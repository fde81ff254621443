use core::sync::atomic::{AtomicBool, Ordering};

use crate::error::ErrorCode;

/// Number of lock attempts per millisecond of timeout.
const SPINS_PER_MS: u32 = 1_000;

/// Exclusive write access to the object dictionary.
///
/// `acquire` must give up after roughly `timeout_ms` and report
/// [`ErrorCode::LockTimeout`] (or [`ErrorCode::LockFailure`] for any other
/// reason the lock cannot be taken).
pub trait ObjectLock {
    fn acquire(&self, timeout_ms: u32) -> Result<(), ErrorCode>;
    fn release(&self);
}

/// Spinning lock on an atomic flag, usable from interrupt context on MCUs.
#[derive(Debug, Default)]
pub struct SpinLock {
    locked: AtomicBool,
}

impl SpinLock {
    pub const fn new() -> Self {
        SpinLock { locked: AtomicBool::new(false) }
    }

    pub fn is_locked(&self) -> bool {
        self.locked.load(Ordering::Acquire)
    }

    fn try_acquire(&self) -> bool {
        self.locked
            .compare_exchange(false, true, Ordering::Acquire, Ordering::Relaxed)
            .is_ok()
    }
}

impl ObjectLock for SpinLock {
    fn acquire(&self, timeout_ms: u32) -> Result<(), ErrorCode> {
        let attempts = timeout_ms.saturating_mul(SPINS_PER_MS).max(1);
        for _ in 0..attempts {
            if self.try_acquire() {
                return Ok(());
            }
            core::hint::spin_loop();
        }
        Err(ErrorCode::LockTimeout)
    }

    fn release(&self) {
        self.locked.store(false, Ordering::Release);
    }
}

/// Holds the lock until dropped.
pub struct ObjectLockGuard<'a> {
    lock: &'a dyn ObjectLock,
}

impl<'a> ObjectLockGuard<'a> {
    pub fn acquire(lock: &'a dyn ObjectLock, timeout_ms: u32) -> Result<Self, ErrorCode> {
        lock.acquire(timeout_ms)?;
        Ok(ObjectLockGuard { lock })
    }
}

impl Drop for ObjectLockGuard<'_> {
    fn drop(&mut self) {
        self.lock.release();
    }
}

#[cfg(test)]
mod tests {
    use super::*;

    #[test]
    fn test_guard_releases_on_drop() {
        let lock = SpinLock::new();
        {
            let _guard = ObjectLockGuard::acquire(&lock, 1).unwrap();
            assert!(lock.is_locked());
        }
        assert!(!lock.is_locked());
    }

    #[test]
    fn test_held_lock_times_out() {
        let lock = SpinLock::new();
        let _guard = ObjectLockGuard::acquire(&lock, 1).unwrap();
        assert!(matches!(ObjectLockGuard::acquire(&lock, 1), Err(ErrorCode::LockTimeout)));
        assert!(lock.is_locked());
    }

    #[test]
    fn test_zero_timeout_still_tries_once() {
        let lock = SpinLock::new();
        assert_eq!(lock.acquire(0), Ok(()));
        assert_eq!(lock.acquire(0), Err(ErrorCode::LockTimeout));
        lock.release();
        assert_eq!(lock.acquire(0), Ok(()));
    }

    #[test]
    fn test_guard_released_on_early_return() {
        fn failing_write(lock: &SpinLock) -> Result<(), ErrorCode> {
            let _guard = ObjectLockGuard::acquire(lock, 1)?;
            Err(ErrorCode::IoFailure)
        }
        let lock = SpinLock::new();
        assert_eq!(failing_write(&lock), Err(ErrorCode::IoFailure));
        assert!(!lock.is_locked());
    }
}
◆ ◆ ◆
= Assignment =
All of the material above needs to be transcribed verbatim.

= Exercise solution =
repository fde81ff254621443
use core::sync::atomic::{AtomicBool, Ordering};

use crate::error::ErrorCode;

/// Number of lock attempts per millisecond of timeout.
const SPINS_PER_MS: u32 = 1_000;

/// Exclusive write access to the object dictionary.
///
/// `acquire` must give up after roughly `timeout_ms` and report
/// [`ErrorCode::LockTimeout`] (or [`ErrorCode::LockFailure`] for any other
/// reason the lock cannot be taken).
pub trait ObjectLock {
    fn acquire(&self, timeout_ms: u32) -> Result<(), ErrorCode>;
    fn release(&self);
}

/// Spinning lock on an atomic flag, usable from interrupt context on MCUs.
#[derive(Debug, Default)]
pub struct SpinLock {
    locked: AtomicBool,
}

impl SpinLock {
    pub const fn new() -> Self {
        SpinLock { locked: AtomicBool::new(false) }
    }

    pub fn is_locked(&self) -> bool {
        self.locked.load(Ordering::Acquire)
    }

    fn try_acquire(&self) -> bool {
        self.locked
            .compare_exchange(false, true, Ordering::Acquire, Ordering::Relaxed)
            .is_ok()
    }
}

impl ObjectLock for SpinLock {
    fn acquire(&self, timeout_ms: u32) -> Result<(), ErrorCode> {
        let attempts = timeout_ms.saturating_mul(SPINS_PER_MS).max(1);
        for _ in 0..attempts {
            if self.try_acquire() {
                return Ok(());
            }
            core::hint::spin_loop();
        }
        Err(ErrorCode::LockTimeout)
    }

    fn release(&self) {
        self.locked.store(false, Ordering::Release);
    }
}

/// Holds the lock until dropped.
pub struct ObjectLockGuard<'a> {
    lock: &'a dyn ObjectLock,
}

impl<'a> ObjectLockGuard<'a> {
    pub fn acquire(lock: &'a dyn ObjectLock, timeout_ms: u32) -> Result<Self, ErrorCode> {
        lock.acquire(timeout_ms)?;
        Ok(ObjectLockGuard { lock })
    }
}

impl Drop for ObjectLockGuard<'_> {
    fn drop(&mut self) {
        self.lock.release();
    }
}

#[cfg(test)]
mod tests {
    use super::*;

    #[test]
    fn test_guard_releases_on_drop() {
        let lock = SpinLock::new();
        {
            let _guard = ObjectLockGuard::acquire(&lock, 1).unwrap();
            assert!(lock.is_locked());
        }
        assert!(!lock.is_locked());
    }

    #[test]
    fn test_held_lock_times_out() {
        let lock = SpinLock::new();
        let _guard = ObjectLockGuard::acquire(&lock, 1).unwrap();
        assert!(matches!(ObjectLockGuard::acquire(&lock, 1), Err(ErrorCode::LockTimeout)));
        assert!(lock.is_locked());
    }

    #[test]
    fn test_zero_timeout_still_tries_once() {
        let lock = SpinLock::new();
        assert_eq!(lock.acquire(0), Ok(()));
        assert_eq!(lock.acquire(0), Err(ErrorCode::LockTimeout));
        lock.release();
        assert_eq!(lock.acquire(0), Ok(()));
    }

    #[test]
    fn test_guard_released_on_early_return() {
        fn failing_write(lock: &SpinLock) -> Result<(), ErrorCode> {
            let _guard = ObjectLockGuard::acquire(lock, 1)?;
            Err(ErrorCode::IoFailure)
        }
        let lock = SpinLock::new();
        assert_eq!(failing_write(&lock), Err(ErrorCode::IoFailure));
        assert!(!lock.is_locked());
    }
}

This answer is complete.